AIM OF THE TASK: Which lines in the records below contain the word "Sender"? Copy each one out.

-------- MATERIAL FOR THIS EXERCISE --------

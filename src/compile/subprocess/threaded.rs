//! Thread-backed pipes for platforms without `poll(2)` on pipes.
//!
//! A writer thread owns the child's stdin and a reader thread owns its stdout;
//! the transfer loop talks to both over channels.

use std::io::{self, Read, Write};
use std::process::{ChildStdin, ChildStdout};
use std::sync::mpsc::{self, Receiver, RecvTimeoutError, Sender, TryRecvError};
use std::thread;
use std::time::Duration;

use super::channel::{DuplexChannel, ReadChunk, Readiness, READ_CHUNK};

enum Event {
    Data(Vec<u8>),
    Eof,
    Failed(io::Error),
}

pub struct PipeChannel {
    input: Option<Sender<Vec<u8>>>,
    output: Receiver<Event>,
    buffered: Option<Event>,
}

impl PipeChannel {
    pub fn new(stdin: ChildStdin, stdout: ChildStdout) -> io::Result<Self> {
        let (input_tx, input_rx) = mpsc::channel::<Vec<u8>>();
        let (output_tx, output_rx) = mpsc::channel();

        thread::Builder::new()
            .name("kcache-helper-stdin".to_string())
            .spawn(move || {
                let mut stdin = stdin;
                for chunk in input_rx {
                    if stdin.write_all(&chunk).is_err() {
                        break;
                    }
                }
            })?;

        thread::Builder::new()
            .name("kcache-helper-stdout".to_string())
            .spawn(move || pump_output(stdout, output_tx))?;

        Ok(Self {
            input: Some(input_tx),
            output: output_rx,
            buffered: None,
        })
    }
}

fn pump_output(mut stdout: ChildStdout, tx: Sender<Event>) {
    let mut chunk = [0u8; READ_CHUNK];
    loop {
        let event = match stdout.read(&mut chunk) {
            Ok(0) => Event::Eof,
            Ok(n) => Event::Data(chunk[..n].to_vec()),
            Err(e) if e.kind() == io::ErrorKind::Interrupted => continue,
            Err(e) => Event::Failed(e),
        };
        let done = !matches!(event, Event::Data(_));
        if tx.send(event).is_err() || done {
            break;
        }
    }
}

impl DuplexChannel for PipeChannel {
    fn wait(&mut self, timeout: Duration) -> io::Result<Readiness> {
        // Input is queued to the writer thread, so it is always writable.
        if self.input.is_some() {
            if self.buffered.is_none() {
                match self.output.try_recv() {
                    Ok(event) => self.buffered = Some(event),
                    Err(TryRecvError::Empty) => {}
                    Err(TryRecvError::Disconnected) => self.buffered = Some(Event::Eof),
                }
            }
            return Ok(Readiness {
                writable: true,
                readable: self.buffered.is_some(),
            });
        }
        if self.buffered.is_none() {
            match self.output.recv_timeout(timeout) {
                Ok(event) => self.buffered = Some(event),
                Err(RecvTimeoutError::Timeout) => {}
                Err(RecvTimeoutError::Disconnected) => self.buffered = Some(Event::Eof),
            }
        }
        Ok(Readiness {
            writable: false,
            readable: self.buffered.is_some(),
        })
    }

    fn write_chunk(&mut self, data: &[u8]) -> io::Result<usize> {
        match &self.input {
            Some(tx) => tx
                .send(data.to_vec())
                .map(|_| data.len())
                .map_err(|_| io::Error::from(io::ErrorKind::BrokenPipe)),
            None => Err(io::Error::from(io::ErrorKind::BrokenPipe)),
        }
    }

    fn close_input(&mut self) {
        self.input = None;
    }

    fn read_chunk(&mut self, buf: &mut Vec<u8>) -> io::Result<ReadChunk> {
        let event = match self.buffered.take() {
            Some(event) => event,
            None => match self.output.try_recv() {
                Ok(event) => event,
                Err(TryRecvError::Empty) => return Ok(ReadChunk::Pending),
                Err(TryRecvError::Disconnected) => Event::Eof,
            },
        };
        match event {
            Event::Data(data) => {
                buf.extend_from_slice(&data);
                Ok(ReadChunk::Data(data.len()))
            }
            Event::Eof => Ok(ReadChunk::Eof),
            Event::Failed(e) => Err(e),
        }
    }
}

--------

WRITTEN ANSWER:
use std::sync::mpsc::{self, Receiver, RecvTimeoutError, Sender, TryRecvError};
    input: Option<Sender<Vec<u8>>>,
fn pump_output(mut stdout: ChildStdout, tx: Sender<Event>) {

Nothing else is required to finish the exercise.